"Cody Broadway has pieced together a short documentary that's every bit as inspiring as your favorite Hollywood sports film." ~Indyred
In Texas, there is a fall ritual that needs no explanation. The familiar sounds of the marching band, the cheerleading squad, and the referee’s whistle paint a picture etched in Friday night tradition. High school football reigns in the Lone Star State.
For every snap, hit, pass, and run, one team tackles a unique challenge. Located in Austin, the Texas School for the Deaf is the only school out of 1,483 high school football teams that serves the hearing impaired. Deep in the heart of Texas, TSD is home to the Rangers.
4 Quarters of Silence diagrams a journey that follows the Texas School for the Deaf Rangers. Ask the school’s head football coach, players, and the athletes’ parents and you’ll find out that deafness is not a weakness, but a strength.

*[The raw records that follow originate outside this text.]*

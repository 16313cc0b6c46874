//! Pointer input that triggers picks.
//!
//! Tracks the cursor and the three main mouse buttons from winit window
//! events and turns them into [`PointerAction`]s. A second press of the same
//! button within [`DOUBLE_CLICK_WINDOW`] and [`DOUBLE_CLICK_DISTANCE`] is
//! reported as a double click instead of a press; that is the usual pick
//! trigger.

use instant::{Duration, Instant};
use winit::{
    dpi::PhysicalPosition,
    event::{ElementState, MouseButton, WindowEvent},
};

pub const DOUBLE_CLICK_WINDOW: Duration = Duration::from_millis(300);
/// In physical pixels.
pub const DOUBLE_CLICK_DISTANCE: f64 = 4.0;

#[derive(Clone, Copy, Debug, PartialEq)]
pub enum PointerAction {
    Down {
        button: MouseButton,
        position: PhysicalPosition<f64>,
    },
    Up {
        button: MouseButton,
        position: PhysicalPosition<f64>,
    },
    /// Cursor moved while the button is held.
    Drag {
        button: MouseButton,
        position: PhysicalPosition<f64>,
    },
    DoubleClick {
        button: MouseButton,
        position: PhysicalPosition<f64>,
    },
}

/// State of a single mouse button.
#[derive(Clone, Debug)]
pub struct MouseButtonTracker {
    button: MouseButton,
    is_down: bool,
    last_press: Option<(Instant, PhysicalPosition<f64>)>,
}

impl MouseButtonTracker {
    pub fn new(button: MouseButton) -> Self {
        Self {
            button,
            is_down: false,
            last_press: None,
        }
    }

    pub fn button(&self) -> MouseButton {
        self.button
    }

    pub fn is_down(&self) -> bool {
        self.is_down
    }

    pub fn on_button(
        &mut self,
        state: ElementState,
        position: PhysicalPosition<f64>,
        now: Instant,
    ) -> Option<PointerAction> {
        let button = self.button;
        match state {
            ElementState::Pressed => {
                self.is_down = true;
                let double = self.last_press.is_some_and(|(at, last)| {
                    now >= at
                        && now.duration_since(at) <= DOUBLE_CLICK_WINDOW
                        && distance(last, position) <= DOUBLE_CLICK_DISTANCE
                });
                if double {
                    // a third press starts over
                    self.last_press = None;
                    Some(PointerAction::DoubleClick { button, position })
                } else {
                    self.last_press = Some((now, position));
                    Some(PointerAction::Down { button, position })
                }
            }
            ElementState::Released => {
                if !self.is_down {
                    return None;
                }
                self.is_down = false;
                Some(PointerAction::Up { button, position })
            }
        }
    }

    pub fn on_move(&self, position: PhysicalPosition<f64>) -> Option<PointerAction> {
        self.is_down.then_some(PointerAction::Drag {
            button: self.button,
            position,
        })
    }
}

fn distance(a: PhysicalPosition<f64>, b: PhysicalPosition<f64>) -> f64 {
    ((a.x - b.x).powi(2) + (a.y - b.y).powi(2)).sqrt()
}

/// Cursor position plus left, middle and right button state.
#[derive(Clone, Debug)]
pub struct MouseTracker {
    pub position: PhysicalPosition<f64>,
    pub left: MouseButtonTracker,
    pub middle: MouseButtonTracker,
    pub right: MouseButtonTracker,
}

impl Default for MouseTracker {
    fn default() -> Self {
        Self {
            position: PhysicalPosition::new(0.0, 0.0),
            left: MouseButtonTracker::new(MouseButton::Left),
            middle: MouseButtonTracker::new(MouseButton::Middle),
            right: MouseButtonTracker::new(MouseButton::Right),
        }
    }
}

impl MouseTracker {
    pub fn new() -> Self {
        Self::default()
    }

    fn tracker_mut(&mut self, button: MouseButton) -> Option<&mut MouseButtonTracker> {
        match button {
            MouseButton::Left => Some(&mut self.left),
            MouseButton::Middle => Some(&mut self.middle),
            MouseButton::Right => Some(&mut self.right),
            _ => None,
        }
    }

    pub fn on_button(
        &mut self,
        button: MouseButton,
        state: ElementState,
        now: Instant,
    ) -> Option<PointerAction> {
        let position = self.position;
        self.tracker_mut(button)?.on_button(state, position, now)
    }

    /// Every button held while the cursor moves reports a drag.
    pub fn on_cursor_moved(&mut self, position: PhysicalPosition<f64>) -> Vec<PointerAction> {
        self.position = position;
        [&self.left, &self.middle, &self.right]
            .into_iter()
            .filter_map(|tracker| tracker.on_move(position))
            .collect()
    }

    pub fn handle_window_event(&mut self, event: &WindowEvent) -> Vec<PointerAction> {
        match event {
            WindowEvent::CursorMoved { position, .. } => self.on_cursor_moved(*position),
            WindowEvent::MouseInput { state, button, .. } => self
                .on_button(*button, *state, Instant::now())
                .into_iter()
                .collect(),
            _ => Vec::new(),
        }
    }

    /// Cursor position as pick coordinates. Winit positions are physical, so
    /// pick with a device pixel ratio of 1.
    pub fn pick_coords(&self) -> (f32, f32) {
        (self.position.x as f32, self.position.y as f32)
    }
}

The team finished an impressive 2015 season with an outstanding 8-4 record, and the team’s head football coach John Moore received the highest honor by the National Deaf Interscholastic Athletic Association (NDIAA). Moore was named “Coach of the Year.”
“I like to be a football coach, said Coach Moore, “because I like to inspire the boys. I want them to be successful in life.” Moore continued, “my platform is football, and through that I feel I can give them inspiration to make a difference.”
Unlike most high schools where athletes are local, players at the school for the deaf come from all over the state. TSD is the only one of its kind. In fact, the school is so unique, they march the field to the beat of their own drum.
“A lot of schools don’t know about it, but when we do our warmups, we’ll hit the base drum and everybody looks over at us.”
Being a TSD Ranger means more than Xs and Os on the field, but more about scoring big in life. Coach Moore says the players' love for the game teaches them life lessons off the field. “I also want them to understand on the football field they can do whatever they want, but off the field it’s totally different with how they have to treat people with respect.”